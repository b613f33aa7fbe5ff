//! # Workflows
//!
//! A workflow is a named arena of [`Step`]s plus global [`WorkflowOptions`].
//! Steps are registered explicitly through typed builders; each names its
//! predecessors and carries one async callable:
//!
//! - **action** returns a [`Request`] the engine issues through the step's
//!   protocol client
//! - **task** runs local code only and returns a JSON value
//!
//! ```text
//!   Workflow::builder("checkout")
//!       .step(Step::task("login-data", TaskKind::Setup, ..))
//!       .step(Step::action("login", ProtocolKind::Http1, ..).after(&["login-data"]))
//!       .build()?            // duplicate names, unknown predecessors, cycles fail here
//! ```
//!
//! A built workflow is immutable and shared by reference with every worker.

use bytes::Bytes;
use futures::future::BoxFuture;
use serde_json::Value;
use std::collections::HashMap;
use std::fmt;
use std::future::Future;
use std::sync::Arc;
use std::time::Duration;
use tokio::sync::mpsc;
use tokio_util::sync::CancellationToken;

use surge_core::{
    Headers, HookKind, OpError, ProtocolKind, Request, StepGraph, StepIndex, StepNode, SurgeError,
    TaskKind, WorkflowOptions,
};
use surge_protocols::ClientSet;

use crate::distribution::Distribution;
use crate::rate_limit::RateLimit;
use crate::worker::Event;

pub type ActionFn =
    Arc<dyn Fn(StepContext) -> BoxFuture<'static, anyhow::Result<Request>> + Send + Sync>;
pub type TaskFn =
    Arc<dyn Fn(StepContext) -> BoxFuture<'static, anyhow::Result<Value>> + Send + Sync>;

/// The callable a step runs
#[derive(Clone)]
pub enum Hook {
    Action {
        protocol: ProtocolKind,
        handler: ActionFn,
    },
    Task {
        kind: TaskKind,
        handler: TaskFn,
    },
}

/// Per-step execution knobs
#[derive(Clone, Debug, PartialEq)]
pub struct StepSettings {
    /// Applied to requests (and tasks) that carry no timeout of their own
    pub timeout: Option<Duration>,
    /// Overrides the request's redirect budget
    pub redirects: Option<u32>,
    /// Extra attempts for retryable failures
    pub retries: u32,
    pub rate_limit: Option<RateLimit>,
    /// Relative pick weight for the `weighted` persona
    pub weight: u32,
}

impl Default for StepSettings {
    fn default() -> Self {
        Self {
            timeout: None,
            redirects: None,
            retries: 0,
            rate_limit: None,
            weight: 1,
        }
    }
}

/// One declared step
#[derive(Clone)]
pub struct Step {
    name: String,
    predecessors: Vec<String>,
    hook: Hook,
    settings: StepSettings,
}

impl Step {
    pub fn action<F, Fut>(name: impl Into<String>, protocol: ProtocolKind, handler: F) -> Self
    where
        F: Fn(StepContext) -> Fut + Send + Sync + 'static,
        Fut: Future<Output = anyhow::Result<Request>> + Send + 'static,
    {
        let handler: ActionFn = Arc::new(move |ctx| Box::pin(handler(ctx)));
        Self::with_hook(name, Hook::Action { protocol, handler })
    }

    /// Action that issues the same request every time
    pub fn request(name: impl Into<String>, protocol: ProtocolKind, request: Request) -> Self {
        Self::action(name, protocol, move |_| {
            let request = request.clone();
            async move { Ok(request) }
        })
    }

    pub fn task<F, Fut>(name: impl Into<String>, kind: TaskKind, handler: F) -> Self
    where
        F: Fn(StepContext) -> Fut + Send + Sync + 'static,
        Fut: Future<Output = anyhow::Result<Value>> + Send + 'static,
    {
        let handler: TaskFn = Arc::new(move |ctx| Box::pin(handler(ctx)));
        Self::with_hook(name, Hook::Task { kind, handler })
    }

    fn with_hook(name: impl Into<String>, hook: Hook) -> Self {
        Self {
            name: name.into(),
            predecessors: Vec::new(),
            hook,
            settings: StepSettings::default(),
        }
    }

    pub fn after(mut self, predecessors: &[&str]) -> Self {
        self.predecessors
            .extend(predecessors.iter().map(|p| p.to_string()));
        self
    }

    pub fn timeout(mut self, timeout: Duration) -> Self {
        self.settings.timeout = Some(timeout);
        self
    }

    pub fn redirects(mut self, redirects: u32) -> Self {
        self.settings.redirects = Some(redirects);
        self
    }

    pub fn retries(mut self, retries: u32) -> Self {
        self.settings.retries = retries;
        self
    }

    pub fn rate_limit(mut self, limit: RateLimit) -> Self {
        self.settings.rate_limit = Some(limit);
        self
    }

    pub fn weight(mut self, weight: u32) -> Self {
        self.settings.weight = weight;
        self
    }

    pub fn name(&self) -> &str {
        &self.name
    }

    pub fn predecessors(&self) -> &[String] {
        &self.predecessors
    }

    pub fn hook(&self) -> &Hook {
        &self.hook
    }

    pub fn hook_kind(&self) -> HookKind {
        match &self.hook {
            Hook::Action { .. } => HookKind::Action,
            Hook::Task { kind, .. } => HookKind::Task(*kind),
        }
    }

    /// Protocol for actions, `None` for tasks
    pub fn protocol(&self) -> Option<ProtocolKind> {
        match &self.hook {
            Hook::Action { protocol, .. } => Some(*protocol),
            Hook::Task { .. } => None,
        }
    }

    pub fn settings(&self) -> &StepSettings {
        &self.settings
    }
}

impl fmt::Debug for Step {
    fn fmt(&self, f: &mut fmt::Formatter<'_>) -> fmt::Result {
        f.debug_struct("Step")
            .field("name", &self.name)
            .field("predecessors", &self.predecessors)
            .field("hook", &self.hook_kind())
            .field("protocol", &self.protocol())
            .field("settings", &self.settings)
            .finish()
    }
}

/// What a completed step hands to its successors
#[derive(Clone, Debug, Default)]
pub struct StepOutput {
    pub status: Option<u16>,
    pub headers: Headers,
    pub body: Bytes,
    /// Task return value; `Null` for actions
    pub value: Value,
    pub error: Option<OpError>,
}

impl StepOutput {
    pub fn is_success(&self) -> bool {
        self.error.is_none() && self.status.map_or(true, |s| s < 400)
    }

    /// Response body parsed as JSON
    pub fn json(&self) -> Option<Value> {
        serde_json::from_slice(&self.body).ok()
    }
}

pub type Outputs = HashMap<StepIndex, Arc<StepOutput>>;

/// Handed to every step callable
#[derive(Clone)]
pub struct StepContext {
    pub step: StepIndex,
    pub iteration: u64,
    pub vu: u32,
    pub worker: u16,
    graph: Arc<StepGraph>,
    outputs: Arc<Outputs>,
    clients: Arc<ClientSet>,
    events: mpsc::UnboundedSender<Event>,
    cancel: CancellationToken,
}

impl StepContext {
    #[allow(clippy::too_many_arguments)]
    pub(crate) fn new(
        step: StepIndex,
        iteration: u64,
        vu: u32,
        worker: u16,
        graph: Arc<StepGraph>,
        outputs: Arc<Outputs>,
        clients: Arc<ClientSet>,
        events: mpsc::UnboundedSender<Event>,
        cancel: CancellationToken,
    ) -> Self {
        Self {
            step,
            iteration,
            vu,
            worker,
            graph,
            outputs,
            clients,
            events,
            cancel,
        }
    }

    pub fn step_name(&self) -> &str {
        self.graph.name(self.step)
    }

    /// Output of a completed predecessor (or earlier step of this VU)
    pub fn output(&self, step: &str) -> Option<&StepOutput> {
        let index = self.graph.index_of(step)?;
        self.outputs.get(&index).map(|o| o.as_ref())
    }

    /// This worker's protocol clients
    pub fn clients(&self) -> &Arc<ClientSet> {
        &self.clients
    }

    /// Add `value` to the custom metric `name` of this step
    pub fn record(&self, name: &str, value: f64) {
        let _ = self.events.send(Event::Metric {
            step: self.step,
            name: name.to_string(),
            value,
        });
    }

    pub fn cancelled(&self) -> bool {
        self.cancel.is_cancelled()
    }
}

/// Validated, immutable workflow
pub struct Workflow {
    name: String,
    options: WorkflowOptions,
    steps: Vec<Step>,
    graph: Arc<StepGraph>,
    arrival: Option<Distribution>,
}

impl Workflow {
    pub fn builder(name: impl Into<String>) -> WorkflowBuilder {
        WorkflowBuilder {
            name: name.into(),
            options: WorkflowOptions::default(),
            steps: Vec::new(),
            arrival: None,
        }
    }

    pub fn name(&self) -> &str {
        &self.name
    }

    pub fn options(&self) -> &WorkflowOptions {
        &self.options
    }

    pub fn steps(&self) -> &[Step] {
        &self.steps
    }

    pub fn step(&self, index: StepIndex) -> &Step {
        &self.steps[index.get()]
    }

    pub fn graph(&self) -> &Arc<StepGraph> {
        &self.graph
    }

    /// Inter-arrival jitter for `constant-arrival`
    pub fn arrival(&self) -> Option<Distribution> {
        self.arrival
    }

    pub fn len(&self) -> usize {
        self.steps.len()
    }

    pub fn is_empty(&self) -> bool {
        self.steps.is_empty()
    }

    pub fn weights(&self) -> Vec<u32> {
        self.steps.iter().map(|s| s.settings.weight).collect()
    }

    pub fn rate_limits(&self) -> Vec<(StepIndex, RateLimit)> {
        self.steps
            .iter()
            .enumerate()
            .filter_map(|(i, s)| s.settings.rate_limit.map(|l| (StepIndex(i), l)))
            .collect()
    }

    /// Same steps under different options
    pub fn with_options(self, options: WorkflowOptions) -> Result<Self, SurgeError> {
        options.validate()?;
        Ok(Self { options, ..self })
    }

    /// Apply `key=value` overrides on top of the current options
    pub fn with_overrides<'a>(
        self,
        overrides: impl IntoIterator<Item = (&'a str, &'a str)>,
    ) -> Result<Self, SurgeError> {
        let mut options = self.options.clone();
        for (key, value) in overrides {
            options.set(key, value)?;
        }
        self.with_options(options)
    }
}

impl fmt::Debug for Workflow {
    fn fmt(&self, f: &mut fmt::Formatter<'_>) -> fmt::Result {
        f.debug_struct("Workflow")
            .field("name", &self.name)
            .field("options", &self.options)
            .field("steps", &self.steps)
            .finish()
    }
}

pub struct WorkflowBuilder {
    name: String,
    options: WorkflowOptions,
    steps: Vec<Step>,
    arrival: Option<Distribution>,
}

impl WorkflowBuilder {
    pub fn options(mut self, options: WorkflowOptions) -> Self {
        self.options = options;
        self
    }

    pub fn step(mut self, step: Step) -> Self {
        self.steps.push(step);
        self
    }

    pub fn arrival(mut self, distribution: Distribution) -> Self {
        self.arrival = Some(distribution);
        self
    }

    pub fn build(self) -> Result<Workflow, SurgeError> {
        self.options.validate()?;
        let nodes: Vec<StepNode> = self
            .steps
            .iter()
            .map(|s| StepNode {
                name: s.name.clone(),
                predecessors: s.predecessors.clone(),
            })
            .collect();
        let graph = StepGraph::build(&nodes)?;
        if !self.steps.is_empty() && self.steps.iter().all(|s| s.settings.weight == 0) {
            return Err(SurgeError::InvalidOption {
                option: "weight".into(),
                reason: "at least one step needs a positive weight".into(),
            });
        }
        tracing::debug!(
            workflow = %self.name,
            steps = self.steps.len(),
            layers = graph.layers().len(),
            "workflow built"
        );
        Ok(Workflow {
            name: self.name,
            options: self.options,
            steps: self.steps,
            graph: Arc::new(graph),
            arrival: self.arrival,
        })
    }
}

_Your instructions_
Whenever a line in the entries above includes the word "StepNode", pull that line out.

_Answer to this problem_
    Headers, HookKind, OpError, ProtocolKind, Request, StepGraph, StepIndex, StepNode, SurgeError,
        let nodes: Vec<StepNode> = self
            .map(|s| StepNode {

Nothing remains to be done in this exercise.